While waiting for all the tests, I have the medical people asking me all sorts of questions. Who is the president? I have no idea, but in this day and age that is no question to ask a seriously confused person. It seems some hospitals no longer ask the “president question” to determine understanding because it upsets so many people.
They want to know the big dates. When is your birthday? No clue. I’d like to help you out but I am coming up empty. Today’s date? Where are you? I have nothing for them.
They ask me to repeat No ifs, ands, or buts. Tongue twisters that I garble. Even saying 50-50 throws me. For the first hour, I don’t remember any of the questions. After an hour, I still don’t know the answers, but trending positive, I now understand that these are questions that I should know the answers to. That’s a significant step out of the fog.
As for tests that evening in the ER:
The CAT scan (an X-ray image made using Computerized Axial Tomography) of my brain rules out bleeding in my brain; clearly, I am not having a stroke.
The MRI (Magnetic Resonance Imaging), which gives the medical staff a more detailed image of my brain and its blood flow, shows no lack of blood flow and again no evidence of stroke.
The heart monitor determines if there is atrial fibrillation (irregular heartbeat or arrhythmia) that can lead to blood clots, stroke, and heart failure. My heart is just fine.
The chest x-ray determines whether there are any blood clots in my lungs. This test can help diagnose and monitor conditions such as pneumonia and heart failure. I have a clean x-ray.
A urinary test would indicate whether I have a Urinary Tract Infection. UTIs cause similar confusion and again the medical professionals are trying to rule out as much as possible. I have no urinary infection.
Finally, I am screened for drugs.
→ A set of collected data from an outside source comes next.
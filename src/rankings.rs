//! Ranking and pagination over stat-leader tables.
//!
//! The sort contract is fixed: order by the tab's headline stat (direction
//! from the column descriptor), then games played ascending, then time on ice
//! ascending. Among players tied on the headline stat, fewer games or fewer
//! minutes ranks them higher, so ties favor efficiency over volume.

use std::cmp::Ordering;

use thiserror::Error;

use crate::columns::ColumnSpec;
use crate::tables::PlayerStatRow;

/// Rows per page in leaderboard tables.
pub const DEFAULT_PAGE_SIZE: usize = 50;

/// Most goalies a team dresses in a season; the minimum-games filter only
/// appears when a goalie pool is larger than this.
pub const MAX_GOALIES_PER_TEAM: usize = 3;

#[derive(Debug, Error, PartialEq, Eq)]
pub enum PageError {
    #[error("page {page} out of range 1..={total_pages}")]
    OutOfRange { page: usize, total_pages: usize },
}

#[derive(Debug, Clone)]
pub struct RankedRow {
    /// 1-based position in the fully tie-broken order.
    pub rank: usize,
    pub row: PlayerStatRow,
}

/// Sort rows by the descriptor's stat and assign positional ranks.
///
/// The sort is stable, so rows equal on all three keys keep their source
/// order and still receive distinct ranks. Rows missing the headline stat
/// sort last regardless of direction. An empty input yields an empty result.
pub fn rank_by(mut rows: Vec<PlayerStatRow>, spec: &ColumnSpec) -> Vec<RankedRow> {
    rows.sort_by(|a, b| compare_rows(a, b, spec));
    rows.into_iter()
        .enumerate()
        .map(|(idx, row)| RankedRow { rank: idx + 1, row })
        .collect()
}

fn compare_rows(a: &PlayerStatRow, b: &PlayerStatRow, spec: &ColumnSpec) -> Ordering {
    compare_stat(a.stat(spec.name), b.stat(spec.name), spec.sort_ascending)
        .then_with(|| a.games_played.cmp(&b.games_played))
        .then_with(|| a.toi_minutes.total_cmp(&b.toi_minutes))
}

fn compare_stat(a: Option<f64>, b: Option<f64>, ascending: bool) -> Ordering {
    match (a, b) {
        (Some(x), Some(y)) => {
            if ascending {
                x.total_cmp(&y)
            } else {
                y.total_cmp(&x)
            }
        }
        (Some(_), None) => Ordering::Less,
        (None, Some(_)) => Ordering::Greater,
        (None, None) => Ordering::Equal,
    }
}

/// `max(1, ceil(row_count / page_size))` — even an empty table has one
/// (empty) page so page-number controls always have a valid choice.
pub fn total_pages(row_count: usize, page_size: usize) -> usize {
    debug_assert!(page_size > 0);
    row_count.div_ceil(page_size).max(1)
}

/// Rows at positions `[(page-1)*size, page*size)`, clipped at the end.
///
/// `page` is 1-based. A page outside `[1, total_pages]` is a caller contract
/// violation; the presentation layer clamps before calling.
pub fn page_slice<T>(rows: &[T], page_size: usize, page: usize) -> Result<&[T], PageError> {
    let total = total_pages(rows.len(), page_size);
    if page < 1 || page > total {
        return Err(PageError::OutOfRange {
            page,
            total_pages: total,
        });
    }
    let start = (page - 1) * page_size;
    if start >= rows.len() {
        // Page 1 of an empty table.
        return Ok(&rows[0..0]);
    }
    let end = (start + page_size).min(rows.len());
    Ok(&rows[start..end])
}

/// The first up-to-3 rows of a ranked sequence, for podium display. Drawing
/// from the same ranked slice pagination uses keeps the podium consistent
/// with page 1.
pub fn podium<T>(rows: &[T]) -> &[T] {
    &rows[..rows.len().min(3)]
}

/// Minimum-games slider parameters for a goalie pool.
#[derive(Debug, Clone, Copy, PartialEq, Eq)]
pub struct MinGamesFilter {
    pub step: u32,
    /// Default and maximum floor: `max_games_played` rounded down to `step`.
    pub max_value: u32,
}

/// Slider increments for the games-played floor. No filter at all unless the
/// pool's leader has played strictly more than 5 games; the step is 5 past 15
/// games so the control has a small number of meaningful positions.
pub fn min_games_filter(max_games_played: u32) -> Option<MinGamesFilter> {
    if max_games_played <= 5 {
        return None;
    }
    let step = if max_games_played > 15 { 5 } else { 2 };
    Some(MinGamesFilter {
        step,
        max_value: max_games_played - max_games_played % step,
    })
}

/// Pre-ranking filter dropping rows below the games-played floor.
pub fn apply_min_games(rows: Vec<PlayerStatRow>, floor: u32) -> Vec<PlayerStatRow> {
    rows.into_iter()
        .filter(|row| row.games_played >= floor)
        .collect()
}
//! Standings grouping. Standings arrive fully ordered from the upstream
//! pipeline (points percentage within division); this module only groups and
//! never re-sorts the rows themselves.

use crate::tables::StandingsRow;

#[derive(Debug, Clone)]
pub struct DivisionGroup {
    pub division: String,
    pub rows: Vec<StandingsRow>,
}

#[derive(Debug, Clone)]
pub struct ConferenceGroup {
    pub conference: String,
    /// All conference rows in source order, for the conference-level table.
    pub rows: Vec<StandingsRow>,
    pub divisions: Vec<DivisionGroup>,
}

/// Group season-filtered standings by conference, then division. Conference
/// and division headers are sorted alphabetically; row order within each
/// group is the upstream order.
pub fn group_standings(rows: &[StandingsRow]) -> Vec<ConferenceGroup> {
    let mut conferences: Vec<String> = rows.iter().map(|r| r.conference.clone()).collect();
    conferences.sort();
    conferences.dedup();

    conferences
        .into_iter()
        .map(|conference| {
            let conf_rows: Vec<StandingsRow> = rows
                .iter()
                .filter(|r| r.conference == conference)
                .cloned()
                .collect();

            let mut divisions: Vec<String> =
                conf_rows.iter().map(|r| r.division.clone()).collect();
            divisions.sort();
            divisions.dedup();

            let divisions = divisions
                .into_iter()
                .map(|division| {
                    let div_rows: Vec<StandingsRow> = conf_rows
                        .iter()
                        .filter(|r| r.division == division)
                        .cloned()
                        .collect();
                    debug_assert!(
                        is_ordered_by_points_pct(&div_rows),
                        "standings input for division {division} not ordered by points pct"
                    );
                    DivisionGroup {
                        division,
                        rows: div_rows,
                    }
                })
                .collect();

            ConferenceGroup {
                conference,
                rows: conf_rows,
                divisions,
            }
        })
        .collect()
}

fn is_ordered_by_points_pct(rows: &[StandingsRow]) -> bool {
    rows.windows(2)
        .all(|pair| pair[0].points_pct >= pair[1].points_pct)
}
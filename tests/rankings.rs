use std::collections::HashMap;

use ffc_terminal::columns::{tab_columns, ColumnSpec, TablePage, TableSection};
use ffc_terminal::rankings::{
    apply_min_games, min_games_filter, page_slice, podium, rank_by, total_pages, MinGamesFilter,
    PageError, DEFAULT_PAGE_SIZE,
};
use ffc_terminal::tables::PlayerStatRow;

fn skater(name: &str, games_played: u32, toi_minutes: f64, stats: &[(&str, f64)]) -> PlayerStatRow {
    PlayerStatRow {
        season: "2024/25".to_string(),
        season_type: "Regular Season".to_string(),
        team_full_name: "Test Team".to_string(),
        team_abbrev_name: "TST".to_string(),
        full_name: name.to_string(),
        headshot_url: String::new(),
        position_code: "C".to_string(),
        sweater_number: None,
        games_played,
        toi_minutes,
        stats: stats
            .iter()
            .map(|(k, v)| (k.to_string(), *v))
            .collect::<HashMap<_, _>>(),
    }
}

fn goalie(name: &str, games_played: u32, stats: &[(&str, f64)]) -> PlayerStatRow {
    let mut row = skater(name, games_played, games_played as f64 * 60.0, stats);
    row.position_code = "G".to_string();
    row
}

fn spec_for(section: TableSection, name: &str) -> &'static ColumnSpec {
    tab_columns(TablePage::StatLeaders, section)
        .expect("registry covers stat leaders")
        .into_iter()
        .find(|spec| spec.name == name)
        .expect("tab column should exist")
}

#[test]
fn ties_break_on_fewer_games_then_fewer_minutes() {
    // All three tied on points; fewer games wins, then fewer minutes.
    let rows = vec![
        skater("A", 70, 1400.0, &[("points", 80.0)]),
        skater("B", 68, 1200.0, &[("points", 80.0)]),
        skater("C", 68, 1100.0, &[("points", 80.0)]),
    ];
    let ranked = rank_by(rows, spec_for(TableSection::Skaters, "points"));
    let order: Vec<&str> = ranked.iter().map(|r| r.row.full_name.as_str()).collect();
    assert_eq!(order, vec!["C", "B", "A"]);
    let ranks: Vec<usize> = ranked.iter().map(|r| r.rank).collect();
    assert_eq!(ranks, vec![1, 2, 3]);
}

#[test]
fn full_ties_keep_source_order_with_distinct_ranks() {
    let rows = vec![
        skater("First", 60, 1000.0, &[("points", 50.0)]),
        skater("Second", 60, 1000.0, &[("points", 50.0)]),
    ];
    let ranked = rank_by(rows, spec_for(TableSection::Skaters, "points"));
    assert_eq!(ranked[0].row.full_name, "First");
    assert_eq!(ranked[0].rank, 1);
    assert_eq!(ranked[1].row.full_name, "Second");
    assert_eq!(ranked[1].rank, 2);
}

#[test]
fn missing_stat_sorts_last_in_both_directions() {
    let rows = vec![
        skater("NoStat", 10, 100.0, &[]),
        skater("HasStat", 50, 900.0, &[("points", 1.0)]),
    ];
    let ranked = rank_by(rows, spec_for(TableSection::Skaters, "points"));
    assert_eq!(ranked[0].row.full_name, "HasStat");

    let low_goals = vec![
        goalie("NoGaa", 10, &[]),
        goalie("HasGaa", 50, &[("gaa", 3.5)]),
    ];
    let ranked = rank_by(low_goals, spec_for(TableSection::Goalies, "gaa"));
    assert_eq!(ranked[0].row.full_name, "HasGaa");
    assert_eq!(ranked[1].row.full_name, "NoGaa");
}

#[test]
fn ascending_tabs_put_lowest_first() {
    let rows = vec![
        goalie("Leaky", 40, &[("gaa", 3.20)]),
        goalie("Wall", 40, &[("gaa", 1.95)]),
        goalie("Mid", 40, &[("gaa", 2.50)]),
    ];
    let ranked = rank_by(rows, spec_for(TableSection::Goalies, "gaa"));
    let order: Vec<&str> = ranked.iter().map(|r| r.row.full_name.as_str()).collect();
    assert_eq!(order, vec!["Wall", "Mid", "Leaky"]);
}

#[test]
fn total_pages_never_zero() {
    assert_eq!(total_pages(0, DEFAULT_PAGE_SIZE), 1);
    assert_eq!(total_pages(1, DEFAULT_PAGE_SIZE), 1);
    assert_eq!(total_pages(50, DEFAULT_PAGE_SIZE), 1);
    assert_eq!(total_pages(51, DEFAULT_PAGE_SIZE), 2);
    assert_eq!(total_pages(101, DEFAULT_PAGE_SIZE), 3);
}

#[test]
fn pages_partition_the_sequence() {
    let rows: Vec<u32> = (0..101).collect();
    let p1 = page_slice(&rows, 50, 1).expect("page 1");
    let p2 = page_slice(&rows, 50, 2).expect("page 2");
    let p3 = page_slice(&rows, 50, 3).expect("page 3");
    assert_eq!(p1.len(), 50);
    assert_eq!(p2.len(), 50);
    assert_eq!(p3.len(), 1);
    let mut joined: Vec<u32> = Vec::new();
    joined.extend_from_slice(p1);
    joined.extend_from_slice(p2);
    joined.extend_from_slice(p3);
    assert_eq!(joined, rows);
}

#[test]
fn out_of_range_pages_are_rejected() {
    let rows: Vec<u32> = (0..10).collect();
    assert_eq!(
        page_slice(&rows, 50, 0),
        Err(PageError::OutOfRange {
            page: 0,
            total_pages: 1
        })
    );
    assert_eq!(
        page_slice(&rows, 50, 2),
        Err(PageError::OutOfRange {
            page: 2,
            total_pages: 1
        })
    );
}

#[test]
fn empty_table_has_one_empty_page() {
    let rows: Vec<u32> = Vec::new();
    assert_eq!(total_pages(rows.len(), 50), 1);
    let page = page_slice(&rows, 50, 1).expect("page 1 of empty table");
    assert!(page.is_empty());
}

#[test]
fn podium_matches_head_of_page_one() {
    let rows: Vec<u32> = (0..60).collect();
    let p1 = page_slice(&rows, 50, 1).expect("page 1");
    assert_eq!(podium(&rows), &p1[..3]);
}

#[test]
fn podium_shrinks_with_small_tables() {
    let rows = vec![1, 2];
    assert_eq!(podium(&rows), &[1, 2][..]);
    let empty: Vec<u32> = Vec::new();
    assert!(podium(&empty).is_empty());
}

#[test]
fn min_games_filter_steps_and_defaults() {
    assert_eq!(min_games_filter(5), None);
    assert_eq!(min_games_filter(0), None);
    assert_eq!(
        min_games_filter(10),
        Some(MinGamesFilter {
            step: 2,
            max_value: 10
        })
    );
    assert_eq!(
        min_games_filter(15),
        Some(MinGamesFilter {
            step: 2,
            max_value: 14
        })
    );
    assert_eq!(
        min_games_filter(22),
        Some(MinGamesFilter {
            step: 5,
            max_value: 20
        })
    );
    assert_eq!(
        min_games_filter(60),
        Some(MinGamesFilter {
            step: 5,
            max_value: 60
        })
    );
}

#[test]
fn min_games_floor_drops_backups() {
    let rows = vec![
        goalie("Starter", 55, &[("save_pct", 91.5)]),
        goalie("Backup", 4, &[("save_pct", 94.0)]),
    ];
    let kept = apply_min_games(rows, 20);
    assert_eq!(kept.len(), 1);
    assert_eq!(kept[0].full_name, "Starter");
}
It turns out it is routine anytime someone comes into the ER in an “altered mental status,” which is me! There are no drugs in my system.
I was passing all the medical tests and failing all the questions. Though the medical professionals didn’t know what was going on, I was not surprised at all what was happening to me. You see 15 years ago something similar happened 150 miles from home. Stay tuned for part 3 on Thursday.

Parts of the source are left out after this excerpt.